Over 1,000 WordPress websites have been infected with malicious JavaScript code that creates four backdoors for attackers to gain multiple points of re-entry. The malicious code is served via cdn.csyndication[.]com and has been found on 908 websites so far. The four backdoors allow attackers to execute commands, inject malicious code, gain persistent remote access, and open a reverse shell. To mitigate the risk, users are advised to delete unauthorized SSH keys, rotate WordPress admin credentials, and monitor system logs.

Top Vulnerabilities Reported in the Last 24 Hours

PHP-CGI bug exploited in attacks

Threat actors of unknown origin have been targeting organizations in Japan since January, exploiting the vulnerability CVE-2024-4577 in PHP-CGI on Windows to gain initial access. They use the Cobalt Strike kit 'TaoWu' for post-exploitation activities. Targeted sectors include technology, telecommunications, entertainment, education, and e-commerce. The attackers use tools like JuicyPotato, RottenPotato, SweetPotato, Fscan, and Seatbelt for reconnaissance, privilege escalation, and lateral movement. They establish persistence via Windows Registry modifications, scheduled tasks, and bespoke services. The attackers erase event logs for stealth and use Mimikatz to dump and exfiltrate passwords and NTLM hashes. 

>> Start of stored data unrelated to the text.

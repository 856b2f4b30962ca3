//! Web front end
//!
//! Four routes: insert a character (returns the SQL it ran), view a character,
//! view a guild, and the index page for everything else.

use std::net::SocketAddr;
use std::sync::{Arc, Mutex, MutexGuard};

use axum::{
    extract::{Path, State},
    http::{header, StatusCode},
    response::{Html, IntoResponse, Response},
    routing::get,
    Router,
};
use rusqlite::Connection;

use crate::armory::ArmoryClient;
use crate::database::{character_list, character_sheet, guild_listing, item_list};
use crate::error::{Result, WowDbError};
use crate::render;
use crate::upsert::insert_character;

/// Shared application state (database connection + armory client)
#[derive(Clone)]
struct AppState {
    db: Arc<Mutex<Connection>>,
    armory: Arc<ArmoryClient>,
}

impl AppState {
    fn conn(&self) -> Result<MutexGuard<'_, Connection>> {
        self.db.lock().map_err(|_| WowDbError::LockPoisoned)
    }
}

/// Split `Name-Realm` (or `Guild-Realm`) on the first hyphen.
///
/// Character and guild names cannot contain hyphens; realm names can
/// (`Azjol-Nerub`), so everything after the first one is the realm.
pub fn split_slug(slug: &str) -> Result<(String, String)> {
    match slug.split_once('-') {
        Some((name, realm)) if !name.trim().is_empty() && !realm.trim().is_empty() => {
            Ok((name.trim().to_string(), realm.trim().to_string()))
        }
        _ => Err(WowDbError::InvalidSlug(slug.to_string())),
    }
}

fn status_for(err: &WowDbError) -> StatusCode {
    match err {
        WowDbError::InvalidSlug(_) => StatusCode::BAD_REQUEST,
        WowDbError::CharacterNotFound(_) | WowDbError::ItemNotFound(_) => StatusCode::NOT_FOUND,
        WowDbError::Network(_) | WowDbError::HttpStatus(_) | WowDbError::Parse(_) => {
            StatusCode::BAD_GATEWAY
        }
        WowDbError::Database(_) | WowDbError::LockPoisoned => StatusCode::INTERNAL_SERVER_ERROR,
    }
}

/// Errors render the index page with the message in the warning banner
impl IntoResponse for WowDbError {
    fn into_response(self) -> Response {
        let status = status_for(&self);
        if status.is_server_error() {
            log::error!("Request failed: {}", self);
        } else {
            log::warn!("Request failed: {}", self);
        }
        (status, Html(render::index_page(&[], Some(&self.to_string())))).into_response()
    }
}

/// GET /insert/{Name-Realm}.sql
async fn insert_handler(
    State(state): State<AppState>,
    Path(slug): Path<String>,
) -> Result<Response> {
    let character = slug
        .strip_suffix(".sql")
        .ok_or_else(|| WowDbError::InvalidSlug(slug.clone()))?;
    let (name, realm) = split_slug(character)?;

    let snapshot = state.armory.fetch_snapshot(&name, &realm).await?;

    let script = {
        let mut conn = state.conn()?;
        insert_character(&mut conn, &snapshot)?
    };

    Ok((
        [(header::CONTENT_TYPE, "text/plain; charset=utf-8")],
        script.to_string(),
    )
        .into_response())
}

/// GET /char/{Name-Realm}
async fn character_handler(
    State(state): State<AppState>,
    Path(slug): Path<String>,
) -> Result<Response> {
    let (name, realm) = split_slug(&slug)?;
    let conn = state.conn()?;

    match character_sheet(&conn, &name, &realm)? {
        Some(sheet) => {
            let items = item_list(&conn, &sheet.name, &sheet.realm)?;
            Ok(Html(render::character_page(&sheet, &items)).into_response())
        }
        None => Ok((
            StatusCode::NOT_FOUND,
            Html(render::missing_character_page(&name, &realm)),
        )
            .into_response()),
    }
}

/// GET /guild/{Guild-Realm}
async fn guild_handler(
    State(state): State<AppState>,
    Path(slug): Path<String>,
) -> Result<Html<String>> {
    let (guild, realm) = split_slug(&slug)?;
    let conn = state.conn()?;
    let members = guild_listing(&conn, &guild, &realm)?;
    Ok(Html(render::guild_page(&guild, &realm, &members)))
}

/// GET / and every unmatched path
async fn index_handler(State(state): State<AppState>) -> Result<Html<String>> {
    let conn = state.conn()?;
    let characters = character_list(&conn)?;
    Ok(Html(render::index_page(&characters, None)))
}

/// Build the web server router
pub fn create_router(db: Arc<Mutex<Connection>>, armory: Arc<ArmoryClient>) -> Router {
    let state = AppState { db, armory };

    Router::new()
        .route("/", get(index_handler))
        .route("/insert/{slug}", get(insert_handler))
        .route("/char/{slug}", get(character_handler))
        .route("/guild/{slug}", get(guild_handler))
        .fallback(index_handler)
        .with_state(state)
}

/// Start the web server and run until Ctrl-C
pub async fn serve(
    db: Arc<Mutex<Connection>>,
    armory: Arc<ArmoryClient>,
    addr: SocketAddr,
) -> std::io::Result<()> {
    let app = create_router(db, armory);

    let listener = tokio::net::TcpListener::bind(addr).await?;
    log::info!("WoWDB listening on http://{}", listener.local_addr()?);

    axum::serve(listener, app)
        .with_graceful_shutdown(shutdown_signal())
        .await
}

async fn shutdown_signal() {
    if let Err(e) = tokio::signal::ctrl_c().await {
        log::error!("Failed to listen for Ctrl-C: {}", e);
        return;
    }
    log::info!("Shutting down web server");
}

#[cfg(test)]
mod tests {
    use super::*;
    use crate::armory::fixtures::{test_snapshot, test_snapshot_for};
    use crate::init_schema;
    use axum::body::Body;
    use axum::http::Request;
    use tower::ServiceExt;

    fn test_router(snapshots: &[crate::armory::CharacterSnapshot]) -> Router {
        let mut conn = Connection::open_in_memory().unwrap();
        init_schema(&conn).unwrap();
        for snapshot in snapshots {
            insert_character(&mut conn, snapshot).unwrap();
        }
        // Nothing in these tests reaches the armory
        let armory = Arc::new(ArmoryClient::new("http://127.0.0.1:9").unwrap());
        create_router(Arc::new(Mutex::new(conn)), armory)
    }

    async fn request(router: Router, uri: &str) -> (StatusCode, String) {
        let response = router
            .oneshot(Request::builder().uri(uri).body(Body::empty()).unwrap())
            .await
            .unwrap();
        let status = response.status();
        let bytes = axum::body::to_bytes(response.into_body(), usize::MAX)
            .await
            .unwrap();
        (status, String::from_utf8(bytes.to_vec()).unwrap())
    }

    #[test]
    fn split_slug_on_first_hyphen() {
        assert_eq!(
            split_slug("Sedawk-Sargeras").unwrap(),
            ("Sedawk".to_string(), "Sargeras".to_string())
        );
        assert_eq!(
            split_slug("Tank-Azjol-Nerub").unwrap(),
            ("Tank".to_string(), "Azjol-Nerub".to_string())
        );
    }

    #[test]
    fn split_slug_rejects_malformed() {
        assert!(matches!(split_slug("Sedawk"), Err(WowDbError::InvalidSlug(_))));
        assert!(matches!(split_slug("-Sargeras"), Err(WowDbError::InvalidSlug(_))));
        assert!(matches!(split_slug("Sedawk-"), Err(WowDbError::InvalidSlug(_))));
    }

    #[test]
    fn status_mapping() {
        assert_eq!(
            status_for(&WowDbError::InvalidSlug("x".into())),
            StatusCode::BAD_REQUEST
        );
        assert_eq!(
            status_for(&WowDbError::CharacterNotFound("x".into())),
            StatusCode::NOT_FOUND
        );
        assert_eq!(
            status_for(&WowDbError::HttpStatus(StatusCode::SERVICE_UNAVAILABLE)),
            StatusCode::BAD_GATEWAY
        );
        assert_eq!(
            status_for(&WowDbError::LockPoisoned),
            StatusCode::INTERNAL_SERVER_ERROR
        );
    }

    #[tokio::test]
    async fn index_lists_characters() {
        let router = test_router(&[test_snapshot()]);
        let (status, body) = request(router, "/").await;
        assert_eq!(status, StatusCode::OK);
        assert!(body.contains(r#"<a href="/char/Sedawk-Sargeras">Sedawk-Sargeras</a>"#));
    }

    #[tokio::test]
    async fn unknown_path_falls_back_to_index() {
        let router = test_router(&[]);
        let (status, body) = request(router, "/no/such/page").await;
        assert_eq!(status, StatusCode::OK);
        assert!(body.contains("/insert/Sedawk-Sargeras.sql"));
        assert!(!body.contains("The database currently contains"));
    }

    #[tokio::test]
    async fn character_page_shows_items() {
        let router = test_router(&[test_snapshot()]);
        let (status, body) = request(router, "/char/sedawk-sargeras").await;
        assert_eq!(status, StatusCode::OK);
        assert!(body.contains("<h2>Sedawk-Sargeras</h2>"));
        assert!(body.contains("Journey&#39;s End"));
        assert!(body.contains(r#"<a href="/guild/Ensidia-Sargeras">Ensidia</a>"#));
    }

    #[tokio::test]
    async fn unknown_character_is_404() {
        let router = test_router(&[]);
        let (status, body) = request(router, "/char/Nobody-Sargeras").await;
        assert_eq!(status, StatusCode::NOT_FOUND);
        assert!(body.contains("/insert/Nobody-Sargeras.sql"));
    }

    #[tokio::test]
    async fn malformed_slug_renders_error_banner() {
        let router = test_router(&[]);
        let (status, body) = request(router, "/char/Sedawk").await;
        assert_eq!(status, StatusCode::BAD_REQUEST);
        assert!(body.contains(r#"<div id="err" class="warning">Expected Name-Realm, got: Sedawk</div>"#));
    }

    #[tokio::test]
    async fn guild_page_lists_members() {
        let router = test_router(&[
            test_snapshot_for("Sedawk", "Sargeras", Some("Ensidia")),
            test_snapshot_for("Kungen", "Sargeras", Some("Ensidia")),
        ]);
        let (status, body) = request(router, "/guild/Ensidia-Sargeras").await;
        assert_eq!(status, StatusCode::OK);
        assert!(body.contains(r#"<a href="/char/Kungen-Sargeras">Kungen</a>"#));
        assert!(body.contains(r#"<a href="/char/Sedawk-Sargeras">Sedawk</a>"#));
    }

    #[tokio::test]
    async fn guild_realm_with_space_is_decoded() {
        let router = test_router(&[test_snapshot_for("Sedawk", "Burning Legion", Some("Ensidia"))]);
        let (status, body) = request(router, "/guild/Ensidia-Burning%20Legion").await;
        assert_eq!(status, StatusCode::OK);
        assert!(body.contains("<h3>Burning Legion</h3>"));
        assert!(body.contains(r#"<a href="/char/Sedawk-Burning%20Legion">Sedawk</a>"#));
    }

    #[tokio::test]
    async fn insert_requires_sql_suffix() {
        let router = test_router(&[]);
        let (status, _) = request(router, "/insert/Sedawk-Sargeras").await;
        assert_eq!(status, StatusCode::BAD_REQUEST);
    }
}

Multiple botnets abuse Edimax camera 0-day

The CISA disclosed a critical vulnerability (CVE-2025-1316) in Edimax IC-7100 IP cameras, which is being exploited by multiple botnets. The vulnerability allows remote command execution through specially crafted requests. The affected devices are likely to be legacy products and may not receive patches from Edimax. The exploitation of this vulnerability requires authentication, but attackers are using known default credentials to gain access. Once access is gained, they execute a shell script to download a Mirai malware payload.